The exponent is stored as an unsigned integer, for 32-bits floating-point values, this field is 8 bits. 1 represents the smallest exponent and "all ones - 1" the largest. (0 and "all ones" are used to encode special values, see below.) A value in the middle (127, in the 32-bit case) represents zero, this is also known as the bias.
When looking at the mantissa (the value between 1.0 and (almost) 2.0), one sees that all possible values start with a "1" (both in the decimal and binary representation). This means that it's no point in storing it. The rest of the binary digits are stored in an integer field, in the 32-bit case this field is 23 bits.
In addition to the normal floating-point values, there are a number of special values:
Zero is encoded with both exponent and mantissa as zero. The sign bit is used to represent "plus zero" and "minus zero". A minus zero is useful when the result of an operation is extremely small, but it's still important to know from which direction the operation came from.
plus and minus infinity -- represented using an "all ones" exponent and a zero mantissa field.
Not a Number (NaN) -- represented using an "all ones" exponent and a non-zero mantissa.
Denormalized numbers -- numbers smaller than the smallest normal number. Represented using a zero exponent field and a non-zero mantissa. The special thing with these numbers is that the precision (i.e. the number of digits a value can contain) will drop the smaller the value becomes, simply because there is not room for them in the mantissa.
Finally, the following is a handful of concrete examples (all values are in hex):
1.0 : 3f800000
-1234.0 : c49a4000
100000000000000000000000.0: 65a96816

In layman's terms, it's essentially scientific notation in binary. The formal standard (with details) is IEEE 754.

typedef struct {
unsigned int mantissa_low:32;
unsigned int mantissa_high:20;
unsigned int exponent:11;
unsigned int sign:1;
} tDoubleStruct;
double a = 1.2;
tDoubleStruct* b = reinterpret_cast<tDoubleStruct*>(&a);
Is an example how memory is set up if compiler uses IEEE 754 double precision which is the default for a C double on little endian systems (e.g. Intel x86).
Here it is in C based binary form and better read
wikipedia about double precision to understand it.

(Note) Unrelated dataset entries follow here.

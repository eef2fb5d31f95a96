use std::collections::BTreeMap;
use std::fmt;
use std::path::{Path, PathBuf};
use std::sync::Arc;

use patchkit_snapshot::LATEST_GENERATION;
use patchkit_sql::Backend;

use crate::config::DEFAULT_CODE_EXTENSION;
use crate::error::{MigrateError, Result};
use crate::patch::{Patch, PatchBody, PatchDescriptor, PatchKey, PatchKind, PatchSource, PATCH_PREFIX};

/// Discovers patches and hands their bodies to the runner.
///
/// Patches come from a directory of `patch-GG-VV.sql` files, from scripts
/// registered inline and from registered [`Patch`] implementations. A
/// `patch-GG-VV.<code-ext>` file in the directory declares a programmatic
/// patch that must also be registered.
pub struct Loader<DB: Backend> {
    directory: Option<PathBuf>,
    code_extension: String,
    inline: Vec<(String, Arc<str>)>,
    code: Vec<Box<dyn Patch<DB>>>,
}

impl<DB: Backend> Default for Loader<DB> {
    fn default() -> Self {
        Self::new()
    }
}

impl<DB: Backend> fmt::Debug for Loader<DB> {
    fn fmt(&self, f: &mut fmt::Formatter<'_>) -> fmt::Result {
        f.debug_struct("Loader")
            .field("directory", &self.directory)
            .field("code_extension", &self.code_extension)
            .field(
                "inline",
                &self.inline.iter().map(|(name, _)| name).collect::<Vec<_>>(),
            )
            .field(
                "code",
                &self.code.iter().map(|patch| patch.name()).collect::<Vec<_>>(),
            )
            .finish()
    }
}

impl<DB: Backend> Loader<DB> {
    pub fn new() -> Self {
        Self {
            directory: None,
            code_extension: DEFAULT_CODE_EXTENSION.to_owned(),
            inline: Vec::new(),
            code: Vec::new(),
        }
    }

    pub fn directory(mut self, path: impl Into<PathBuf>) -> Self {
        self.directory = Some(path.into());
        self
    }

    pub fn code_extension(mut self, extension: impl Into<String>) -> Self {
        self.code_extension = extension.into();
        self
    }

    /// Registers an SQL patch, `name` being `patch-GG-VV` with an optional
    /// `.sql` suffix.
    pub fn sql(mut self, name: impl Into<String>, script: impl Into<Arc<str>>) -> Self {
        self.inline.push((name.into(), script.into()));
        self
    }

    pub fn code<P: Patch<DB> + 'static>(mut self, patch: P) -> Self {
        self.code.push(Box::new(patch));
        self
    }

    /// Every patch, ascending by key.
    pub async fn enumerate(&self) -> Result<Vec<PatchDescriptor>> {
        let mut found = BTreeMap::new();
        let mut code_files = Vec::new();

        if let Some(directory) = &self.directory {
            for (key, kind, path) in self.scan(directory).await? {
                match kind {
                    PatchKind::Sql => insert(
                        &mut found,
                        PatchDescriptor {
                            key,
                            kind,
                            source: PatchSource::File(path),
                            snapshot_generation: None,
                        },
                    )?,
                    PatchKind::Code => code_files.push((key, path)),
                }
            }
        }

        for (name, script) in &self.inline {
            let stem = name.strip_suffix(".sql").unwrap_or(name);
            let key = PatchKey::from_name(stem).ok_or_else(|| MigrateError::MalformedPatch {
                name: name.to_owned(),
            })?;

            insert(
                &mut found,
                PatchDescriptor {
                    key,
                    kind: PatchKind::Sql,
                    source: PatchSource::Inline(script.clone()),
                    snapshot_generation: None,
                },
            )?;
        }

        for patch in &self.code {
            let name = patch.name();
            let key = PatchKey::from_name(name).ok_or_else(|| MigrateError::MalformedPatch {
                name: name.to_owned(),
            })?;

            let generation = patch.generation();
            if !(1..=LATEST_GENERATION).contains(&generation) {
                return Err(MigrateError::InvalidPatch {
                    name: name.to_owned(),
                    reason: format!("unknown snapshot generation {generation}"),
                });
            }

            insert(
                &mut found,
                PatchDescriptor {
                    key,
                    kind: PatchKind::Code,
                    source: PatchSource::Code {
                        name: name.to_owned(),
                    },
                    snapshot_generation: Some(generation),
                },
            )?;
        }

        for (key, path) in code_files {
            match found.get(&key) {
                Some(descriptor) if descriptor.kind == PatchKind::Code => {}
                Some(descriptor) => {
                    return Err(MigrateError::AmbiguousPatch {
                        key,
                        first: descriptor.origin(),
                        second: path.display().to_string(),
                    })
                }
                None => {
                    return Err(MigrateError::InvalidPatch {
                        name: path.display().to_string(),
                        reason: "no `apply_patch` entry point registered".to_owned(),
                    })
                }
            }
        }

        let descriptors = found.into_values().collect::<Vec<_>>();

        let mut newest = 0;
        for descriptor in &descriptors {
            let Some(generation) = descriptor.snapshot_generation else {
                continue;
            };

            if generation < newest {
                return Err(MigrateError::InvalidPatch {
                    name: descriptor.name(),
                    reason: format!(
                        "imports snapshot generation {generation} after generation {newest} shipped"
                    ),
                });
            }

            newest = generation;
        }

        Ok(descriptors)
    }

    /// The body of a patch. SQL files are read now, not at discovery.
    pub async fn load(&self, descriptor: &PatchDescriptor) -> Result<PatchBody<'_, DB>> {
        match &descriptor.source {
            PatchSource::File(path) => {
                let script = tokio::fs::read_to_string(path).await?;

                Ok(PatchBody::Sql(script))
            }
            PatchSource::Inline(script) => Ok(PatchBody::Sql(script.to_string())),
            PatchSource::Code { name } => self
                .code
                .iter()
                .find(|patch| patch.name() == name.as_str())
                .map(|patch| PatchBody::Code(patch.as_ref()))
                .ok_or_else(|| MigrateError::InvalidPatch {
                    name: name.to_owned(),
                    reason: "not registered with this loader".to_owned(),
                }),
        }
    }

    async fn scan(&self, directory: &Path) -> Result<Vec<(PatchKey, PatchKind, PathBuf)>> {
        let mut patches = Vec::new();
        let mut entries = tokio::fs::read_dir(directory).await?;

        while let Some(entry) = entries.next_entry().await? {
            let path = entry.path();

            if !entry.file_type().await?.is_file() {
                continue;
            }

            let Some(file_name) = path.file_name().and_then(|name| name.to_str()) else {
                continue;
            };

            if !file_name.starts_with(PATCH_PREFIX) {
                continue;
            }

            let kind = match path.extension().and_then(|ext| ext.to_str()) {
                Some("sql") => PatchKind::Sql,
                Some(ext) if ext == self.code_extension => PatchKind::Code,
                _ => continue,
            };

            let key = path
                .file_stem()
                .and_then(|stem| stem.to_str())
                .and_then(PatchKey::from_name)
                .ok_or_else(|| MigrateError::MalformedPatch {
                    name: file_name.to_owned(),
                })?;

            patches.push((key, kind, path));
        }

        Ok(patches)
    }
}

fn insert(found: &mut BTreeMap<PatchKey, PatchDescriptor>, descriptor: PatchDescriptor) -> Result<()> {
    if let Some(existing) = found.get(&descriptor.key) {
        return Err(MigrateError::AmbiguousPatch {
            key: descriptor.key,
            first: existing.origin(),
            second: descriptor.origin(),
        });
    }

    found.insert(descriptor.key, descriptor);

    Ok(())
}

There are a number of different floating-point formats. Most of them share a few common characteristics: a sign bit, some bits dedicated to storing an exponent, and some bits dedicated to storing the significand (also called the mantissa).
The IEEE floating-point standard attempts to define a single format (or rather set of formats of a few sizes) that can be implemented on a variety of systems. It also defines the available operations and their semantics. It's caught on quite well, and most systems you're likely to encounter probably use IEEE floating-point. But other formats are still in use, as well as not-quite-complete IEEE implementations. The C standard provides optional support for IEEE, but doesn't mandate it.

The mantissa represents the most significant bits of the number.
The exponent represents how many shifts are to be performed on the mantissa in order to get the actual value of the number.
Encoding specifies how are represented sign of mantissa and sign of exponent (basically whether shifting to the left or to the right).
The document you refer to specifies IEEE encoding, the most widely used.

I have found the article you referenced quite illegible (and I DO know a little how IEEE floats work). I suggest you try with the Wiki version of the explanation. It's quite clear and has various examples:
http://en.wikipedia.org/wiki/Single_precision and http://en.wikipedia.org/wiki/Double_precision

It is implementation defined, although IEEE-754 is the most common by far.
To be sure that IEEE-754 is used:
in C, use #ifdef __STDC_IEC_559__
in C++, use the std::numeric_limits<float>::is_iec559 constants
I've written some guides on IEEE-754 at:
In Java, what does NaN mean?
What is a subnormal floating point number?

Related

Is there a C equivalent of C#'s decimal type?

In relation to: Convert Decimal to Double
Now, I got to many questions relating to C#'s floating-point type called decimal and I've seen its differences with both float and double, which got me thinking if there is an equivalent to this type in C.
In the question specified, I got an answer I want to convert to C:
double trans = trackBar1.Value / 5000.0;
double trans = trackBar1.Value / 5000d;
Of course, the only change is the second line gone, but with the thing about the decimal type, I want to know it's C equivalent.
Question: What is the C equivalent of C#'s decimal?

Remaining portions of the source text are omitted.